Ovulation induction is recommended for women under the age of 32 with ovulation problems such as polycystic ovary syndrome and anovulation, as long as they have a history of infertility of less than three years, their fallopian tubes are permeable, and the man's sperm meets minimum parameters of normality.
A large percentage of women who undergo ovulation induction treatments succeed in ovulating, but not all of them manage to conceive or carry a pregnancy to term. The success rate of ovulation induction depends on a large number of variables such as the age of the patient or the existence of other factors causing infertility, and since most pregnancies occur during the first three to six cycles of this treatment, any subsequent attempts are likely to be unsuccessful.

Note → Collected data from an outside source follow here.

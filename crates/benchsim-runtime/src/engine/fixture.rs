//! Per-run fixture: setup/teardown hooks and the contexts handed to test cases.

#![allow(missing_docs)]

use std::fmt;

use smol_str::SmolStr;

use crate::error::BenchError;
use crate::input::{Channel, InputBus, SubscriptionId};
use crate::time::SimTime;

use super::cue::VisualCue;

/// Result of a setup or teardown hook.
pub type HookResult = Result<(), BenchError>;

pub(crate) type Hook = Box<dyn FnOnce(&mut HookContext<'_>) -> HookResult + Send>;

/// Hook registry handed to [`TestCase::start`](super::TestCase::start).
///
/// Setup hooks run once, in registration order, before observation begins.
/// Teardown hooks run once, in registration order, after the run concludes,
/// whatever the outcome.
#[derive(Default)]
pub struct Fixture {
    setups: Vec<Hook>,
    teardowns: Vec<Hook>,
}

impl fmt::Debug for Fixture {
    fn fmt(&self, f: &mut fmt::Formatter<'_>) -> fmt::Result {
        f.debug_struct("Fixture")
            .field("setups", &self.setups.len())
            .field("teardowns", &self.teardowns.len())
            .finish()
    }
}

impl Fixture {
    #[must_use]
    pub fn new() -> Self {
        Self::default()
    }

    pub fn setup<F>(&mut self, hook: F)
    where
        F: FnOnce(&mut HookContext<'_>) -> HookResult + Send + 'static,
    {
        self.setups.push(Box::new(hook));
    }

    pub fn teardown<F>(&mut self, hook: F)
    where
        F: FnOnce(&mut HookContext<'_>) -> HookResult + Send + 'static,
    {
        self.teardowns.push(Box::new(hook));
    }

    /// Subscribe to `channels` on setup and release them on teardown.
    pub fn listen(&mut self, channels: &[Channel]) {
        let channels = channels.to_vec();
        self.setup(move |cx| {
            for channel in channels {
                cx.subscribe(channel);
            }
            Ok(())
        });
        self.teardown(|cx| {
            cx.release();
            Ok(())
        });
    }

    pub(crate) fn into_hooks(self) -> (Vec<Hook>, Vec<Hook>) {
        (self.setups, self.teardowns)
    }
}

/// Input-source access for hooks, scoped to the current run.
pub struct HookContext<'a> {
    run_id: u64,
    inputs: &'a mut InputBus,
}

impl<'a> HookContext<'a> {
    pub(crate) fn new(run_id: u64, inputs: &'a mut InputBus) -> Self {
        Self { run_id, inputs }
    }

    #[must_use]
    pub fn run_id(&self) -> u64 {
        self.run_id
    }

    /// Route presses on `channel` to the running case.
    pub fn subscribe(&mut self, channel: Channel) -> SubscriptionId {
        self.inputs.subscribe(self.run_id, channel)
    }

    pub fn unsubscribe(&mut self, id: SubscriptionId) -> bool {
        self.inputs.unsubscribe(id)
    }

    /// Drop every subscription this run holds.
    pub fn release(&mut self) -> usize {
        self.inputs.unsubscribe_owner(self.run_id)
    }
}

#[derive(Debug, Clone, PartialEq, Eq)]
pub(crate) enum CueRequest {
    Known(VisualCue),
    Unknown(SmolStr),
}

/// What a test case sees while observing: the time, the ready flag, and a
/// visual-cue channel.
#[derive(Debug)]
pub struct CaseContext {
    now: SimTime,
    ready: bool,
    cues: Vec<CueRequest>,
}

impl CaseContext {
    pub(crate) fn new(now: SimTime, ready: bool) -> Self {
        Self {
            now,
            ready,
            cues: Vec::new(),
        }
    }

    #[must_use]
    pub fn now(&self) -> SimTime {
        self.now
    }

    /// The bench `ready` flag (read-only).
    #[must_use]
    pub fn ready(&self) -> bool {
        self.ready
    }

    /// Request a visual cue on this case's indicators.
    pub fn cue(&mut self, cue: VisualCue) {
        self.cues.push(CueRequest::Known(cue));
    }

    /// Request a cue by name. Unknown names are reported and ignored.
    pub fn cue_named(&mut self, name: &str) {
        let request = match name.parse::<VisualCue>() {
            Ok(cue) => CueRequest::Known(cue),
            Err(_) => CueRequest::Unknown(SmolStr::new(name)),
        };
        self.cues.push(request);
    }

    pub(crate) fn into_cues(self) -> Vec<CueRequest> {
        self.cues
    }
}
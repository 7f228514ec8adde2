//! TC2: repeated fast presses on B.

use std::time::Duration;

use serde_json::json;

use crate::config::CaseTiming;
use crate::engine::{CaseContext, Fixture, TestCase, TestResult, Verdict};
use crate::error::BenchError;
use crate::input::{Channel, InputEvent};
use crate::time::{millis_of, SimTime};

#[derive(Debug, Clone)]
pub struct FastPressCase {
    window: Duration,
    threshold: Duration,
    presses: Vec<SimTime>,
}

impl FastPressCase {
    #[must_use]
    pub fn new(timing: &CaseTiming) -> Self {
        Self {
            window: timing.window,
            threshold: timing.fast_press,
            presses: Vec::new(),
        }
    }
}

impl TestCase for FastPressCase {
    fn name(&self) -> &str {
        "TC2 fast presses"
    }

    fn window(&self) -> Duration {
        self.window
    }

    fn start(&mut self, fixture: &mut Fixture) -> Result<(), BenchError> {
        self.presses.clear();
        fixture.listen(&[Channel::B]);
        Ok(())
    }

    fn on_input(&mut self, event: InputEvent, _cx: &mut CaseContext) -> Verdict {
        self.presses.push(event.at);
        Ok(None)
    }

    fn conclude(&mut self, _cx: &mut CaseContext) -> Result<TestResult, BenchError> {
        let intervals: Vec<Duration> = self
            .presses
            .windows(2)
            .map(|pair| pair[1].since(pair[0]))
            .collect();
        let enough = self.presses.len() >= 2;
        let all_fast = intervals.iter().all(|gap| *gap < self.threshold);
        let details = json!({
            "press_count": self.presses.len(),
            "intervals_ms": intervals.iter().copied().map(millis_of).collect::<Vec<_>>(),
        });
        let result = if !enough {
            TestResult::fail("Not enough presses", details)
        } else if !all_fast {
            TestResult::fail("One or more intervals too slow", details)
        } else {
            TestResult::pass("Fast presses detected", details)
        };
        Ok(result)
    }
}
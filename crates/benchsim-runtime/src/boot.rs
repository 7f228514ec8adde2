//! Power-on and reset sequences.
//!
//! ```text
//! OFF --power--> BOOT_INIT --init flash--> READY_IDLE
//!                    ^                          |
//!                    +------ RESETTING <---reset+
//! ```
//!
//! Each stage is a Boot-group timer, so clearing the groups on power-off or
//! reset abandons the sequence wherever it is.

use tracing::{debug, info};

use crate::animator::BootStage;
use crate::bench::BenchCore;
use crate::config::BootTiming;
use crate::events::{BenchEvent, BootPhase};
use crate::panel::{Color, StatusLed};
use crate::timers::GroupTag;

#[derive(Debug, Clone)]
pub(crate) struct BootController {
    timing: BootTiming,
}

impl BootController {
    pub(crate) fn new(timing: BootTiming) -> Self {
        Self { timing }
    }

    pub(crate) fn power_on(&mut self, core: &mut BenchCore) {
        info!("power on");
        core.state.power = true;
        core.emit(BenchEvent::Power {
            at: core.now(),
            on: true,
        });
        self.begin(core);
    }

    pub(crate) fn power_off(&mut self, core: &mut BenchCore) {
        info!("power off");
        core.state.power = false;
        core.state.clear_readiness();
        core.state.current_test_index = 0;
        core.state.next_run_id();
        core.animator.clear_all_groups();
        core.animator.all_off();
        core.emit(BenchEvent::Power {
            at: core.now(),
            on: false,
        });
    }

    pub(crate) fn reset(&mut self, core: &mut BenchCore) {
        if !core.state.power() {
            info!("reset ignored without power");
            core.emit(BenchEvent::ResetRejected { at: core.now() });
            return;
        }
        info!("reset");
        core.animator.clear_all_groups();
        core.state.next_run_id();
        core.state.current_test_index = 0;
        core.state.clear_readiness();
        core.animator.all_off();
        core.animator.flash(
            StatusLed::Power.into(),
            Color::Red,
            self.timing.reset_flash_period,
            self.timing.reset_flash,
            GroupTag::Boot,
        );
        core.animator
            .schedule_stage(self.timing.reset_restart, BootStage::Restart);
        core.emit(BenchEvent::Boot {
            at: core.now(),
            phase: BootPhase::Resetting,
        });
    }

    pub(crate) fn on_stage(&mut self, core: &mut BenchCore, stage: BootStage) {
        if !core.state.power() {
            debug!(?stage, "boot stage dropped without power");
            return;
        }
        match stage {
            BootStage::InitFlash => {
                debug!("boot init flash");
                core.animator.flash(
                    StatusLed::Init.into(),
                    Color::Red,
                    self.timing.init_flash_period,
                    self.timing.init_flash,
                    GroupTag::Boot,
                );
                core.animator
                    .schedule_stage(self.timing.init_flash, BootStage::Ready);
                core.emit(BenchEvent::Boot {
                    at: core.now(),
                    phase: BootPhase::InitFlash,
                });
            }
            BootStage::Ready => {
                info!("bench ready");
                core.state.boot_init = false;
                core.state.ready = true;
                core.animator.set_on(StatusLed::Ready.into(), Color::Red);
                core.status_idle();
                core.emit(BenchEvent::Boot {
                    at: core.now(),
                    phase: BootPhase::Ready,
                });
            }
            BootStage::Restart => {
                core.emit(BenchEvent::Boot {
                    at: core.now(),
                    phase: BootPhase::Restart,
                });
                self.begin(core);
            }
        }
    }

    fn begin(&mut self, core: &mut BenchCore) {
        core.state.clear_readiness();
        core.state.boot_init = true;
        core.animator.set_on(StatusLed::Power.into(), Color::Red);
        core.animator
            .schedule_stage(self.timing.init_delay, BootStage::InitFlash);
    }
}
//! Test results.

use std::fmt;

use serde::Serialize;
use serde_json::Value as JsonValue;
use smol_str::SmolStr;

use crate::error::BenchError;

/// Outcome of one test run. Immutable once built.
#[derive(Debug, Clone, PartialEq, Serialize)]
pub struct TestResult {
    passed: bool,
    errored: bool,
    message: SmolStr,
    details: JsonValue,
}

impl TestResult {
    /// Passing result.
    pub fn pass(message: impl Into<SmolStr>, details: JsonValue) -> Self {
        Self {
            passed: true,
            errored: false,
            message: message.into(),
            details,
        }
    }

    /// Failing result (assertion failure, not a fault).
    pub fn fail(message: impl Into<SmolStr>, details: JsonValue) -> Self {
        Self {
            passed: false,
            errored: false,
            message: message.into(),
            details,
        }
    }

    /// Pass if `condition` holds, otherwise fail; both carry `message`.
    pub fn check(condition: bool, message: impl Into<SmolStr>, details: JsonValue) -> Self {
        if condition {
            Self::pass(message, details)
        } else {
            Self::fail(message, details)
        }
    }

    /// Failing result produced by a fault in the case or its hooks.
    #[must_use]
    pub fn errored(err: &BenchError) -> Self {
        Self {
            passed: false,
            errored: true,
            message: err.to_string().into(),
            details: JsonValue::Null,
        }
    }

    /// Whether the case passed.
    #[must_use]
    pub fn passed(&self) -> bool {
        self.passed
    }

    /// Whether the run ended in a fault rather than a verdict.
    #[must_use]
    pub fn is_errored(&self) -> bool {
        self.errored
    }

    /// Human-readable verdict.
    #[must_use]
    pub fn message(&self) -> &str {
        &self.message
    }

    /// Case-specific observations, as JSON.
    #[must_use]
    pub fn details(&self) -> &JsonValue {
        &self.details
    }
}

impl fmt::Display for TestResult {
    fn fmt(&self, f: &mut fmt::Formatter<'_>) -> fmt::Result {
        let label = if self.passed {
            "PASS"
        } else if self.errored {
            "ERROR"
        } else {
            "FAIL"
        };
        write!(f, "{label}: {}", self.message)
    }
}
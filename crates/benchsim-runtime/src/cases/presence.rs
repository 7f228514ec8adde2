//! TC1: every test input pressed at least once.

use std::time::Duration;

use serde_json::json;

use crate::config::CaseTiming;
use crate::engine::{CaseContext, Fixture, TestCase, TestResult, Verdict};
use crate::error::BenchError;
use crate::input::{Channel, InputEvent};

use super::InputCounts;

#[derive(Debug, Clone)]
pub struct PresenceCase {
    window: Duration,
    seen: InputCounts,
}

impl PresenceCase {
    #[must_use]
    pub fn new(timing: &CaseTiming) -> Self {
        Self {
            window: timing.window,
            seen: InputCounts::default(),
        }
    }
}

impl TestCase for PresenceCase {
    fn name(&self) -> &str {
        "TC1 all inputs pressed"
    }

    fn window(&self) -> Duration {
        self.window
    }

    fn start(&mut self, fixture: &mut Fixture) -> Result<(), BenchError> {
        self.seen = InputCounts::default();
        fixture.listen(&Channel::TEST_INPUTS);
        Ok(())
    }

    fn on_input(&mut self, event: InputEvent, _cx: &mut CaseContext) -> Verdict {
        self.seen.latch(event.channel);
        Ok(None)
    }

    fn conclude(&mut self, _cx: &mut CaseContext) -> Result<TestResult, BenchError> {
        let seen = self.seen;
        Ok(TestResult::check(
            seen.a > 0 && seen.b > 0 && seen.c > 0,
            "All required buttons pressed",
            json!({ "seen": seen.to_json() }),
        ))
    }
}
//! Bench errors.

#![allow(missing_docs)]

use smol_str::SmolStr;
use thiserror::Error;

/// Errors raised by the bench core, its configuration, and test cases.
///
/// A failing test case is not an error: it produces a failing
/// [`TestResult`](crate::engine::TestResult). These variants describe faults.
#[derive(Debug, Clone, PartialEq, Eq, Error)]
pub enum BenchError {
    /// Configuration error.
    #[error("invalid config '{0}'")]
    InvalidConfig(SmolStr),

    /// Scenario script error.
    #[error("invalid scenario '{0}'")]
    InvalidScenario(SmolStr),

    /// Unknown input channel name.
    #[error("unknown input channel '{0}'")]
    UnknownChannel(SmolStr),

    /// Unknown indicator name.
    #[error("unknown indicator '{0}'")]
    UnknownIndicator(SmolStr),

    /// Unknown indicator color name.
    #[error("unknown color '{0}'")]
    UnknownColor(SmolStr),

    /// Unknown visual cue name.
    #[error("unknown visual cue '{0}'")]
    UnknownCue(SmolStr),

    /// A setup hook failed.
    #[error("setup hook {index} failed: {reason}")]
    SetupFailed { index: usize, reason: SmolStr },

    /// A teardown hook failed.
    #[error("teardown hook {index} failed: {reason}")]
    TeardownFailed { index: usize, reason: SmolStr },

    /// A test case faulted while starting or observing.
    #[error("test case fault '{0}'")]
    CaseFault(SmolStr),

    /// Thread spawn error.
    #[error("thread spawn error '{0}'")]
    ThreadSpawn(SmolStr),

    /// Runner command channel error.
    #[error("control error '{0}'")]
    ControlError(SmolStr),
}

impl BenchError {
    /// Build a test case fault from any displayable reason.
    pub fn fault(reason: impl std::fmt::Display) -> Self {
        Self::CaseFault(reason.to_string().into())
    }
}
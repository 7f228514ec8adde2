//! System state flags and run bookkeeping.

#![allow(missing_docs)]

use serde::Serialize;

/// Process-wide bench state.
///
/// Mutated only by the boot controller and the test runner; test cases see
/// it read-only through their context.
#[derive(Debug, Clone, Default, PartialEq, Eq, Serialize)]
pub struct SystemState {
    pub(crate) power: bool,
    pub(crate) boot_init: bool,
    pub(crate) ready: bool,
    pub(crate) idle: bool,
    pub(crate) running: bool,
    pub(crate) current_test_index: usize,
    pub(crate) run_id: u64,
}

impl SystemState {
    /// Fresh, unpowered state.
    #[must_use]
    pub fn new() -> Self {
        Self::default()
    }

    /// Master enable.
    #[must_use]
    pub fn power(&self) -> bool {
        self.power
    }

    /// Boot initialisation in progress.
    #[must_use]
    pub fn boot_init(&self) -> bool {
        self.boot_init
    }

    #[must_use]
    pub fn ready(&self) -> bool {
        self.ready
    }

    #[must_use]
    pub fn idle(&self) -> bool {
        self.idle
    }

    #[must_use]
    pub fn running(&self) -> bool {
        self.running
    }

    /// Slot of the next test case to run.
    #[must_use]
    pub fn current_test_index(&self) -> usize {
        self.current_test_index
    }

    /// Current run identifier.
    #[must_use]
    pub fn run_id(&self) -> u64 {
        self.run_id
    }

    /// A test may start only when this holds.
    #[must_use]
    pub fn is_ready(&self) -> bool {
        self.ready && self.idle && !self.running
    }

    /// Bump the run identifier, invalidating every pending completion.
    pub(crate) fn next_run_id(&mut self) -> u64 {
        self.run_id = self.run_id.wrapping_add(1);
        self.run_id
    }

    pub(crate) fn enter_running(&mut self) {
        self.idle = false;
        self.running = true;
    }

    pub(crate) fn enter_idle(&mut self) {
        self.idle = true;
        self.running = false;
    }

    /// Clear readiness flags; power and counters are left alone.
    pub(crate) fn clear_readiness(&mut self) {
        self.boot_init = false;
        self.ready = false;
        self.idle = false;
        self.running = false;
    }
}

This technique consists of monitoring the development of ovulation to determine the optimal time for the couple to have sexual intercourse and thus increase their chance of achieving pregnancy.
Scheduled intercourse can be combined with ovulation induction to increase the likelihood of pregnancy by increasing the number of mature eggs available.
This technique is useful for young couples with ovulation problems and in particular for fertile couples who want to increase their chances of conceiving, as long as the woman's fallopian tubes are permeable, and the man's sperm meets minimum parameters of normality.
When scheduled intercourse is combined with medication, better results are achieved, however, its success rates depend on the woman's age and the presence of other factors causing infertility. That is why at Provida we only recommend this treatment to patients under 32 years old with a medical history of infertility of less than three.